Doha Round: India won’t compromise rights of developing world (Lead)

December 8th, 2009 - 6:41 pm ICT by IANS  

New Delhi, Dec 8 (IANS) India, which has taken the lead in re-energising the Doha Round of World Trade Organisation (WTO) talks, will ensure that the rights of the developing and poor nations are not compromised, the Rajya Sabha was told Tuesday.
“There is no question of India, while re-energising the Doha Round, compromising with the rights of the developing and poor nations,” Commerce Minister Anand Sharma said while responding to a calling attention motion in the Rajya Sabha on ‘The present status of the WTO negotiations’.

“India has all along maintained that it would re-energise and not reinvent the Doha Round,” he maintained.

Denying suggestions that India was under pressure from the developed world to alter its stance, particularly in areas like agriculture and market access, Sharma said: “India is only under one pressure and that is the pressure of its interests, its people and its farmers.

“The main negotiating issues and the key elements from India’s perspective in the Doha Round are to honour the development dimension; protecting the interest of poor farmers and industry and seeking greater market opportunities for its farmers and industry,” the minister added.

“India has always been a strong protagonist of the multilateral trading system. We have consistently maintained that an early conclusion of the Doha Round is in our best interests,” Sharma pointed out.

In this context, he noted that the informal ministerial meeting India had hosted in September had “signalled considerable political enthusiasm for an early conclusion of the Doha Round”.

Sharma also detailed India’s three-point stand on the vexed issue of agriculture:

* A special products lists that the developing countries will self-designate,

* A special safeguards mechanism to deal with volume surges of agricultural products, and

* A drastic cut of agricultural subsidies in the developed world that are trade distorting.

“There can be no agreement with these subsidies in place,” the minister maintained.

“We have a firm and categorical position on agriculture and NAMA (non-agricultural market access: How do we safeguard vulnerable industries of the developing world?”
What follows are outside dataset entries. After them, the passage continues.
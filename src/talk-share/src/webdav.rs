//! WebDAV file lookups.
//!
//! Only `PROPFIND` with `Depth: 0` is needed: it confirms a file exists and
//! returns its basic metadata. Responses are `207 Multi-Status` documents;
//! elements are matched by local name so any namespace prefix works.

use quick_xml::Reader;
use quick_xml::escape::resolve_predefined_entity;
use quick_xml::events::Event;
use reqwest::{Method, StatusCode};
use tracing::{debug, warn};

use crate::error::{ShareError, ShareResult};
use crate::session::TalkSession;

/// Properties requested for every lookup.
pub const PROPFIND_BODY: &str = r#"<?xml version="1.0" encoding="UTF-8"?>
<d:propfind xmlns:d="DAV:">
  <d:prop>
    <d:getlastmodified/>
    <d:getcontentlength/>
    <d:resourcetype/>
    <d:getetag/>
    <d:getcontenttype/>
  </d:prop>
</d:propfind>"#;

/// Whether a resource is a plain file or a folder.
#[derive(Debug, Clone, Copy, Default, PartialEq, Eq)]
pub enum ResourceType {
    #[default]
    File,
    Collection,
}

/// The `prop` block of one propstat.
#[derive(Debug, Clone, Default, PartialEq, Eq)]
pub struct DavProp {
    pub last_modified: Option<String>,
    pub content_length: Option<u64>,
    pub resource_type: ResourceType,
    pub etag: Option<String>,
    pub content_type: Option<String>,
}

/// One `propstat` entry: properties plus the status line they share.
#[derive(Debug, Clone, Default, PartialEq, Eq)]
pub struct PropStat {
    pub prop: DavProp,
    pub status: String,
}

impl PropStat {
    /// Whether the status line reports `200`.
    pub fn is_ok(&self) -> bool {
        self.status.split_whitespace().nth(1) == Some("200")
    }
}

/// One `response` entry of a multi-status document.
#[derive(Debug, Clone, Default, PartialEq, Eq)]
pub struct DavResponse {
    pub href: String,
    pub propstats: Vec<PropStat>,
}

/// A parsed `multistatus` document.
#[derive(Debug, Clone, Default, PartialEq, Eq)]
pub struct MultiStatus {
    pub responses: Vec<DavResponse>,
}

/// Metadata of a single file, flattened from a multi-status response.
#[derive(Debug, Clone, Default, PartialEq, Eq)]
pub struct FileProperties {
    pub href: String,
    pub last_modified: Option<String>,
    pub content_length: Option<u64>,
    pub resource_type: ResourceType,
    pub etag: Option<String>,
    pub content_type: Option<String>,
    pub status: String,
}

impl MultiStatus {
    /// Flatten the first response into file properties.
    ///
    /// Prefers the first propstat reporting 200; falls back to the first
    /// propstat. `None` when there is no response or it has no propstat.
    pub fn file_properties(&self) -> Option<FileProperties> {
        let response = self.responses.first()?;
        let propstat = response
            .propstats
            .iter()
            .find(|p| p.is_ok())
            .or_else(|| response.propstats.first())?;

        let prop = propstat.prop.clone();
        Some(FileProperties {
            href: response.href.clone(),
            last_modified: prop.last_modified,
            content_length: prop.content_length,
            resource_type: prop.resource_type,
            etag: prop.etag,
            content_type: prop.content_type,
            status: propstat.status.clone(),
        })
    }
}

fn malformed(what: impl std::fmt::Display) -> ShareError {
    ShareError::MalformedResponse(format!("XML decode error: {}", what))
}

/// Parse a `multistatus` document.
pub fn parse_multistatus(xml: &str) -> ShareResult<MultiStatus> {
    // Entity references split text into several events, so values are
    // trimmed once per element, not per event.
    let mut reader = Reader::from_str(xml);

    let mut multistatus = MultiStatus::default();
    let mut seen_root = false;
    let mut stack: Vec<Vec<u8>> = Vec::new();
    let mut text = String::new();

    loop {
        match reader.read_event()? {
            Event::Start(e) => {
                let name = e.local_name().as_ref().to_vec();
                let parent = stack.last().map(Vec::as_slice);
                match (name.as_slice(), parent) {
                    (b"multistatus", None) => seen_root = true,
                    (b"response", Some(b"multistatus")) => {
                        multistatus.responses.push(DavResponse::default());
                    }
                    (b"propstat", Some(b"response")) => {
                        if let Some(response) = multistatus.responses.last_mut() {
                            response.propstats.push(PropStat::default());
                        }
                    }
                    (b"collection", Some(b"resourcetype")) => {
                        if let Some(prop) = current_prop(&mut multistatus) {
                            prop.resource_type = ResourceType::Collection;
                        }
                    }
                    _ => {}
                }
                stack.push(name);
                text.clear();
            }
            Event::Empty(e) => {
                if e.local_name().as_ref() == b"collection"
                    && stack.last().map(Vec::as_slice) == Some(&b"resourcetype"[..])
                    && let Some(prop) = current_prop(&mut multistatus)
                {
                    prop.resource_type = ResourceType::Collection;
                }
            }
            Event::Text(e) => {
                text.push_str(&e.decode().map_err(malformed)?);
            }
            Event::CData(e) => {
                text.push_str(&String::from_utf8_lossy(&e));
            }
            Event::GeneralRef(e) => {
                if let Some(ch) = e.resolve_char_ref().map_err(malformed)? {
                    text.push(ch);
                } else {
                    let entity = e.decode().map_err(malformed)?;
                    let resolved = resolve_predefined_entity(&entity)
                        .ok_or_else(|| malformed(format!("unknown entity &{};", entity)))?;
                    text.push_str(resolved);
                }
            }
            Event::End(_) => {
                let name = stack.pop().unwrap_or_default();
                let value = text.trim().to_string();
                text.clear();
                assign(&mut multistatus, &name, stack.last().map(Vec::as_slice), value)?;
            }
            Event::Eof => break,
            _ => {}
        }
    }

    if !seen_root {
        return Err(ShareError::MalformedResponse(
            "no multistatus element in WebDAV response".to_string(),
        ));
    }

    Ok(multistatus)
}

fn current_propstat(multistatus: &mut MultiStatus) -> Option<&mut PropStat> {
    multistatus.responses.last_mut()?.propstats.last_mut()
}

fn current_prop(multistatus: &mut MultiStatus) -> Option<&mut DavProp> {
    current_propstat(multistatus).map(|p| &mut p.prop)
}

fn non_empty(value: String) -> Option<String> {
    if value.is_empty() { None } else { Some(value) }
}

/// Store the text of a closed element on the entry it belongs to.
fn assign(
    multistatus: &mut MultiStatus,
    name: &[u8],
    parent: Option<&[u8]>,
    value: String,
) -> ShareResult<()> {
    match (name, parent) {
        (b"href", Some(b"response")) => {
            if let Some(response) = multistatus.responses.last_mut() {
                response.href = value;
            }
        }
        (b"status", Some(b"propstat")) => {
            if let Some(propstat) = current_propstat(multistatus) {
                propstat.status = value;
            }
        }
        (_, Some(b"prop")) => {
            let Some(prop) = current_prop(multistatus) else {
                return Ok(());
            };
            match name {
                b"getlastmodified" => prop.last_modified = non_empty(value),
                b"getetag" => prop.etag = non_empty(value),
                b"getcontenttype" => prop.content_type = non_empty(value),
                b"getcontentlength" if !value.is_empty() => {
                    let length = value.parse::<u64>().map_err(|_| {
                        ShareError::MalformedResponse(format!(
                            "invalid getcontentlength {:?}",
                            value
                        ))
                    })?;
                    prop.content_length = Some(length);
                }
                _ => {}
            }
        }
        _ => {}
    }
    Ok(())
}

/// Look up a file with `PROPFIND` (`Depth: 0`).
///
/// A 404 or a multi-status without entries means the file does not exist.
pub async fn propfind(session: &TalkSession, path: &str) -> ShareResult<FileProperties> {
    let url = session.dav_file_url(path)?;
    let method = Method::from_bytes(b"PROPFIND")
        .map_err(|e| ShareError::Transport(format!("Invalid HTTP method: {}", e)))?;

    let request = session
        .dav_request(method, url, PROPFIND_BODY)
        .header("Depth", "0");
    let response = session.send("PROPFIND", request).await?;

    let status = response.status();
    if status == StatusCode::NOT_FOUND {
        debug!("PROPFIND reported {} as missing", path);
        return Err(ShareError::FileNotFound {
            path: path.to_string(),
        });
    }
    if !status.is_success() {
        warn!("PROPFIND for {} failed with status {}", path, status);
        return Err(ShareError::Propfind {
            status: status.as_u16(),
        });
    }

    let body = response.text().await?;
    parse_multistatus(&body)?
        .file_properties()
        .ok_or_else(|| ShareError::FileNotFound {
            path: path.to_string(),
        })
}

#[cfg(test)]
mod tests {
    use super::*;
    use pretty_assertions::assert_eq;

    const FILE_RESPONSE: &str = r#"<?xml version="1.0"?>
<d:multistatus xmlns:d="DAV:" xmlns:s="http://sabredav.org/ns" xmlns:oc="http://owncloud.org/ns">
  <d:response>
    <d:href>/remote.php/dav/files/alice/Talk/cat.png</d:href>
    <d:propstat>
      <d:prop>
        <d:getlastmodified>Tue, 06 Feb 2024 10:00:00 GMT</d:getlastmodified>
        <d:getcontentlength>2048</d:getcontentlength>
        <d:resourcetype/>
        <d:getetag>&quot;65c2f4a0e1b2c&quot;</d:getetag>
        <d:getcontenttype>image/png</d:getcontenttype>
      </d:prop>
      <d:status>HTTP/1.1 200 OK</d:status>
    </d:propstat>
  </d:response>
</d:multistatus>"#;

    #[test]
    fn test_parse_file_response() {
        let multistatus = parse_multistatus(FILE_RESPONSE).unwrap();
        let props = multistatus.file_properties().unwrap();

        assert_eq!(
            props,
            FileProperties {
                href: "/remote.php/dav/files/alice/Talk/cat.png".to_string(),
                last_modified: Some("Tue, 06 Feb 2024 10:00:00 GMT".to_string()),
                content_length: Some(2048),
                resource_type: ResourceType::File,
                etag: Some("\"65c2f4a0e1b2c\"".to_string()),
                content_type: Some("image/png".to_string()),
                status: "HTTP/1.1 200 OK".to_string(),
            }
        );
    }

    #[test]
    fn test_parse_collection_and_missing_props() {
        let xml = r#"<?xml version="1.0"?>
<multistatus xmlns="DAV:">
  <response>
    <href>/remote.php/dav/files/alice/Talk/</href>
    <propstat>
      <prop><getcontentlength/></prop>
      <status>HTTP/1.1 404 Not Found</status>
    </propstat>
    <propstat>
      <prop><resourcetype><collection/></resourcetype></prop>
      <status>HTTP/1.1 200 OK</status>
    </propstat>
  </response>
</multistatus>"#;

        let props = parse_multistatus(xml).unwrap().file_properties().unwrap();
        assert_eq!(props.resource_type, ResourceType::Collection);
        assert_eq!(props.content_length, None);
        assert_eq!(props.status, "HTTP/1.1 200 OK");
    }

    #[test]
    fn test_empty_multistatus_has_no_properties() {
        let xml = r#"<d:multistatus xmlns:d="DAV:"></d:multistatus>"#;
        let multistatus = parse_multistatus(xml).unwrap();
        assert!(multistatus.responses.is_empty());
        assert!(multistatus.file_properties().is_none());
    }

    #[test]
    fn test_response_without_propstat_has_no_properties() {
        let xml = r#"<d:multistatus xmlns:d="DAV:"><d:response><d:href>/x</d:href></d:response></d:multistatus>"#;
        assert!(parse_multistatus(xml).unwrap().file_properties().is_none());
    }

    #[test]
    fn test_non_multistatus_is_malformed() {
        let xml = r#"<d:error xmlns:d="DAV:"><s:message xmlns:s="http://sabredav.org/ns">nope</s:message></d:error>"#;
        assert!(matches!(
            parse_multistatus(xml),
            Err(ShareError::MalformedResponse(_))
        ));
    }

    #[test]
    fn test_invalid_content_length_is_malformed() {
        let xml = FILE_RESPONSE.replace("2048", "lots");
        assert!(parse_multistatus(&xml).is_err());
    }

    #[test]
    fn test_entities_keep_surrounding_spaces() {
        let xml = r#"<d:multistatus xmlns:d="DAV:">
  <d:response>
    <d:href>
      /f/Tom &amp; Jerry.png
    </d:href>
    <d:propstat>
      <d:prop><d:getcontenttype>a &lt; b</d:getcontenttype></d:prop>
      <d:status>HTTP/1.1 200 OK</d:status>
    </d:propstat>
  </d:response>
</d:multistatus>"#;

        let props = parse_multistatus(xml).unwrap().file_properties().unwrap();
        assert_eq!(props.href, "/f/Tom & Jerry.png");
        assert_eq!(props.content_type.as_deref(), Some("a < b"));
        assert_eq!(props.status, "HTTP/1.1 200 OK");
    }

    #[test]
    fn test_propstat_is_ok() {
        let ok = PropStat {
            status: "HTTP/1.1 200 OK".to_string(),
            ..Default::default()
        };
        let missing = PropStat {
            status: "HTTP/1.1 404 Not Found".to_string(),
            ..Default::default()
        };
        assert!(ok.is_ok());
        assert!(!missing.is_ok());
    }
}
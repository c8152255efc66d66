//! 写入值清洗
//!
//! 对写入路径上的字符串值做 HTML 中和：
//! 1. 去除标记标签
//! 2. 先解码已有的 HTML 实体，再统一编码（含引号），保证不会二次转义
//!
//! 非字符串值与序列化数据块原样通过。

use crate::data::value::Value;
use once_cell::sync::Lazy;
use regex::Regex;

static SERIALIZED_TAG: Lazy<Regex> =
    Lazy::new(|| Regex::new(r"^([adObis]):").expect("serialized tag pattern is valid"));

/// `a` / `O` / `s`：`<tag>:<digits>:` 之后任意内容，以 `;` 或 `}` 结尾
static SERIALIZED_COMPOUND: Lazy<Regex> = Lazy::new(|| {
    Regex::new(r"(?s)^[aOs]:[0-9]+:.*[;}]$").expect("serialized compound pattern is valid")
});

/// `b` / `i` / `d`：`<tag>:` 之后由数字、`.`、`E`、`-` 组成，以 `;` 结尾
static SERIALIZED_SCALAR: Lazy<Regex> = Lazy::new(|| {
    Regex::new(r"^[bid]:[0-9.E-]+;$").expect("serialized scalar pattern is valid")
});

const TRIM_CHARS: &[char] = &[' ', '\t', '\n', '\r', '\0', '\x0B'];

/// 判断字符串是否为序列化数据块
///
/// # 示例
///
/// ```rust
/// assert!(is_serialized("N;"));
/// assert!(is_serialized("i:42;"));
/// assert!(is_serialized("a:1:{i:0;s:1:\"x\";}"));
/// assert!(!is_serialized("hello"));
/// ```
pub fn is_serialized(data: &str) -> bool {
    let data = data.trim_matches(TRIM_CHARS);
    if data == "N;" {
        return true;
    }
    let Some(caps) = SERIALIZED_TAG.captures(data) else {
        return false;
    };
    match &caps[1] {
        "a" | "O" | "s" => SERIALIZED_COMPOUND.is_match(data),
        "b" | "i" | "d" => SERIALIZED_SCALAR.is_match(data),
        _ => false,
    }
}

/// 去除标记标签与 HTML 注释
///
/// `<` 后紧跟空白或位于末尾时视为普通字符；未闭合的标签会吞掉其后全部内容。
pub fn strip_tags(input: &str) -> String {
    let mut out = String::with_capacity(input.len());
    let mut rest = input;

    while let Some(pos) = rest.find('<') {
        out.push_str(&rest[..pos]);
        let after = &rest[pos + 1..];

        match after.chars().next() {
            None => {
                out.push('<');
                rest = "";
            }
            Some(c) if c.is_whitespace() => {
                out.push('<');
                rest = after;
            }
            Some(_) if after.starts_with("!--") => {
                rest = match after[3..].find("-->") {
                    Some(end) => &after[3 + end + 3..],
                    None => "",
                };
            }
            Some(_) => {
                rest = skip_tag(after);
            }
        }
    }

    out.push_str(rest);
    out
}

/// 跳过标签体，返回 `>` 之后的剩余部分（引号内的尖括号不计）
fn skip_tag(tag: &str) -> &str {
    let mut depth = 1usize;
    let mut quote: Option<char> = None;

    for (idx, c) in tag.char_indices() {
        match (quote, c) {
            (Some(q), c) if c == q => quote = None,
            (Some(_), _) => {}
            (None, '"') | (None, '\'') => quote = Some(c),
            (None, '<') => depth += 1,
            (None, '>') => {
                depth -= 1;
                if depth == 0 {
                    return &tag[idx + 1..];
                }
            }
            _ => {}
        }
    }

    ""
}

/// 清洗单个纯文本字符串
pub fn escape_text(text: &str) -> String {
    let stripped = strip_tags(text);
    let decoded = html_escape::decode_html_entities(&stripped);
    html_escape::encode_quoted_attribute(&decoded).into_owned()
}

/// 清洗单个绑定值
pub fn sanitize_value(value: &Value) -> Value {
    match value {
        Value::Text(s) if !is_serialized(s) => Value::Text(escape_text(s)),
        other => other.clone(),
    }
}

/// 清洗一组绑定值，保持顺序与长度
pub fn sanitize(values: &[Value]) -> Vec<Value> {
    values.iter().map(sanitize_value).collect()
}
Sharma noted in this context that the years 2007 and 2008 had seen intensive discussions and considerable progress on many elements of agriculture and NAMA modalities.

“These include the formulae and methodology for cutting tariffs on agricultural and industrial goods, reducing domestic subsidies in agriculture and phasing out export subsidies, as will as the contours of flexibilities and exemptions from tariff cuts on both agricultural and industrial goods,” the minister added.

On the question of market access, Sharma said India’s position was to “harmonise” the positions of the developing and the developed world without “affecting the interests” of the former.

Moving the calling attention motion, N.K. Singh of the Janata Dal-United (JD-U) termed as non-desirable India’s agreement in July for a greater role for the WTO secretariat - implying this would give the developed world a greater say in the organisation.

“I want an assurance to the house that the integrity of the WTO does not deteriorate into the exploitation of the developing economies. I want an assurance that trade will remain an engine of growth and will not lead to the exploitation of emerging economies,” he demanded.

In reply, Sharma said: “WTO is a member driven organisation. The secretariat does not decide matters, the members do. There is no question of harbouring fears or concerns on this score.”